Bath toys and sippy cups are some of a toddler’s favorite things -– but with near constant exposure to a wet environment, just how clean are they?
“GMA” Investigates asked parents across the country to let us test their children’s sippy cups and bath toys for germs. On behalf of "GMA," by Dr. Susan Whittier, a microbiologist at New York–Presbyterian/Columbia University Hospital in New York City, tested more than 50 items for mold and bacteria.
The results were jaw-dropping. All the products we tested were found to have some mold and/or bacteria. The bacteria we found would not pose a health risk in a nonimmunocompromised child, although there is the risk of skin infections if the bacteria came into contact with breaks in the skin.
Fecal bacteria was growing on more than 25 percent of the sippy cups we tested.
"The health risk is probably minimal, but it’s just gross to think about,” Whittier said.
We tested bath toys made of rubber, foam, and plastic and found that the rubber toys were the dirtiest. Two of them tested positive for mold, including one submitted by our producer.

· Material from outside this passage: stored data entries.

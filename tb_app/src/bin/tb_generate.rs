use tb_app::cli;
use tb_app::config_loader;
use tb_app::generator;
use tb_app::tracing_setup;
use tracing::info;

fn main() -> Result<(), Box<dyn std::error::Error>> {
    let path = cli::config_path("config/generate.toml");
    let loaded = config_loader::load_generate_config(&path);
    let logging = loaded.as_ref().map(|config| config.logging.clone()).unwrap_or_default();
    let _guard = tracing_setup::init_from_config("tb_generate", &logging);

    let config = config_loader::or_default(&path, loaded);

    info!("=== Random CSV Generator ===");
    info!("  Output: {}", config.output);
    info!("  Entries: {}", config.entries);
    info!("  Workers: {}", config.workers);

    let summary = generator::generate_csv(&config)?;
    info!("Wrote {} entries in {:.2} s", summary.entries, summary.elapsed_secs);

    Ok(())
}
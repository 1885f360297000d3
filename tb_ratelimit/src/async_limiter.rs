use std::time::Duration;

use tokio::sync::Mutex;
use tokio::time::Instant;
use tracing::debug;

use crate::bucket::Bucket;
use crate::bucket::BucketSnapshot;
use crate::bucket::Reservation;
use crate::config::LimiterConfig;
use crate::error::Result;
use crate::limiter::Admission;
use crate::time::duration_to_nanos;

/// Token bucket limiter for tokio tasks
///
/// Same accounting and single-file admission as [`crate::Limiter`] with the
/// default lock policy: the bucket lock is held across the sleep, so waiting
/// tasks queue in FIFO order behind the sleeper. Time is read from tokio's
/// clock, which makes paused-time tests deterministic.
pub struct AsyncLimiter {
    state: Mutex<Bucket>,
    epoch: Instant,
    rate: f64,
    capacity: u32,
}

impl AsyncLimiter {
    pub fn new(rate: f64, capacity: u32) -> Result<Self> {
        let epoch = Instant::now();
        let bucket = Bucket::new(rate, capacity, 0)?;
        debug!("Created async limiter: rate {}/s, capacity {}", rate, capacity);

        Ok(Self { state: Mutex::new(bucket), epoch, rate, capacity })
    }

    /// Create a limiter from deserialized configuration
    ///
    /// The lock policy is ignored; async admission always holds the lock.
    pub fn from_config(config: &LimiterConfig) -> Result<Self> {
        Self::new(config.rate_per_second, config.burst)
    }

    /// Wait until a token is available, then consume it
    pub async fn wait(&self) {
        let mut bucket = self.state.lock().await;
        if let Reservation::NotBefore(next) = bucket.reserve(self.now_nanos()) {
            self.sleep_until(next).await;
            bucket.settle(next);
        }
    }

    /// Wait at most `timeout` for a token
    ///
    /// Expires without consuming when the lock is not acquired in time or the
    /// next token lands after the deadline.
    pub async fn wait_timeout(&self, timeout: Duration) -> Admission {
        let deadline = self.now_nanos().saturating_add(duration_to_nanos(timeout));

        let Ok(mut bucket) = tokio::time::timeout(timeout, self.state.lock()).await else {
            debug!("Bucket lock not acquired within {:?}", timeout);
            return Admission::Expired;
        };

        match bucket.reserve(self.now_nanos()) {
            Reservation::Granted => Admission::Admitted,
            Reservation::NotBefore(next) if next > deadline => {
                debug!("Next token arrives after the {:?} deadline", timeout);
                Admission::Expired
            }
            Reservation::NotBefore(next) => {
                self.sleep_until(next).await;
                bucket.settle(next);
                Admission::Admitted
            }
        }
    }

    pub fn rate(&self) -> f64 {
        self.rate
    }

    pub fn capacity(&self) -> u32 {
        self.capacity
    }

    pub async fn snapshot(&self) -> BucketSnapshot {
        self.state.lock().await.snapshot()
    }

    fn now_nanos(&self) -> u64 {
        duration_to_nanos(self.epoch.elapsed())
    }

    async fn sleep_until(&self, next: u64) {
        let at = self.epoch + Duration::from_nanos(next);
        debug!("Bucket empty, waiting {:?} for next token", at.saturating_duration_since(Instant::now()));
        tokio::time::sleep_until(at).await;
    }
}
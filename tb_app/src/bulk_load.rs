use std::cell::RefCell;
use std::io::Read;
use std::sync::atomic::AtomicBool;
use std::sync::atomic::AtomicUsize;
use std::sync::atomic::Ordering;
use std::sync::Arc;
use std::time::Duration;
use std::time::Instant;

use tb_pool::RetryPolicy;
use tb_pool::WorkerPool;
use tb_ratelimit::Limiter;
use tracing::error;
use tracing::info;

use crate::errors::AppError;
use crate::errors::Result;
use crate::sink::RecordSink;

/// How rows are fanned out to the sink
#[derive(Clone)]
pub struct LoadOptions {
    pub workers: usize,
    pub queue_depth: usize,
    pub progress_every: usize,
    pub retry: RetryPolicy,

    /// Every insert attempt, retries included, waits on this limiter first
    pub limiter: Option<Arc<Limiter>>,
}

impl Default for LoadOptions {
    fn default() -> Self {
        Self { workers: 4, queue_depth: tb_pool::pool::DEFAULT_QUEUE_DEPTH, progress_every: 100, retry: RetryPolicy::default(), limiter: None }
    }
}

/// Outcome of a bulk load
#[derive(Debug, Clone, PartialEq)]
pub struct LoadSummary {
    /// Data rows read from the input
    pub rows: usize,

    /// Rows the sink accepted
    pub inserted: usize,

    /// Rows that failed on every retry
    pub failed: usize,

    /// Reading stopped early on a shutdown request
    pub interrupted: bool,

    pub elapsed: Duration,
}

/// Stream CSV rows from `input` into `sink` across a worker pool
///
/// The first row is the header. Reading stops at the first malformed row,
/// which is reported as [`AppError::Csv`] once in-flight rows have drained.
/// Clearing `running` stops reading; rows already queued are still inserted.
/// With a limiter set, every call into `sink` is admitted through it.
pub fn load<R: Read>(input: R, sink: &dyn RecordSink, options: &LoadOptions, running: &AtomicBool) -> Result<LoadSummary> {
    let start = Instant::now();
    let mut reader = csv::Reader::from_reader(input);

    let headers: Vec<String> = reader.headers()?.iter().map(str::to_string).collect();
    if headers.is_empty() || headers.iter().all(String::is_empty) {
        return Err(AppError::MissingHeader("header row is empty".to_string()));
    }

    // Admission happens per insert attempt below, not per row in the pool
    let pool = WorkerPool::new(options.workers)?.with_queue_depth(options.queue_depth);
    let limiter = options.limiter.as_deref();

    let read_error: RefCell<Option<csv::Error>> = RefCell::new(None);
    let interrupted = AtomicBool::new(false);
    let counters: Vec<AtomicUsize> = (0..options.workers).map(|_| AtomicUsize::new(0)).collect();

    // The record pulled when the flag is first seen clear is dropped unqueued
    let rows = reader
        .records()
        .take_while(|_| {
            let keep_going = running.load(Ordering::Relaxed);
            if !keep_going {
                interrupted.store(true, Ordering::Relaxed);
            }
            keep_going
        })
        .map_while(|record| match record {
            Ok(record) => Some(record.iter().map(str::to_string).collect::<Vec<String>>()),
            Err(err) => {
                *read_error.borrow_mut() = Some(err);
                None
            }
        });

    let outcomes = pool.run(rows, |worker, row| {
        let outcome = options.retry.run(|_| {
            if let Some(limiter) = limiter {
                limiter.wait();
            }
            sink.insert(&headers, &row)
        });
        match outcome {
            Ok(()) => {
                let inserted = counters[worker].fetch_add(1, Ordering::Relaxed) + 1;
                if options.progress_every > 0 && inserted % options.progress_every == 0 {
                    info!("=> worker {} inserted {} rows", worker, inserted);
                }
                true
            }
            Err(err) => {
                error!("Dropping row {:?}: {}", row.first(), err);
                false
            }
        }
    })?;

    sink.flush()?;

    if let Some(err) = read_error.into_inner() {
        return Err(AppError::Csv(err));
    }

    let inserted = outcomes.iter().filter(|&&ok| ok).count();
    let summary = LoadSummary {
        rows: outcomes.len(),
        inserted,
        failed: outcomes.len() - inserted,
        interrupted: interrupted.load(Ordering::Relaxed),
        elapsed: start.elapsed(),
    };
    info!("Loaded {}/{} rows in {:.2} s", summary.inserted, summary.rows, summary.elapsed.as_secs_f64());

    Ok(summary)
}
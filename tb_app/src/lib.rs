//! # tb_app
//!
//! CSV bulk loader and synthetic data generator built on the worker pool,
//! with inserts admitted through a token bucket limiter.

pub mod bulk_load;
pub mod cli;
pub mod config_loader;
pub mod errors;
pub mod generator;
pub mod record;
pub mod shutdown_handler;
pub mod sink;
pub mod tracing_setup;

pub use errors::AppError;
pub use errors::Result;
pub use errors::SinkError;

"If they were to ingest that it’s unpredictable; they could have an allergic reaction,” Whittier said.
Whittier says parents should clean bath toys with disinfectant wipes and rinse them once a week. As for the sippy cups, Whittier says that parents should make sure they can be completely disassembled, and clean them in the dishwasher on high heat.
Manufacturers also suggest that parents always let cups and toys dry completely before using them.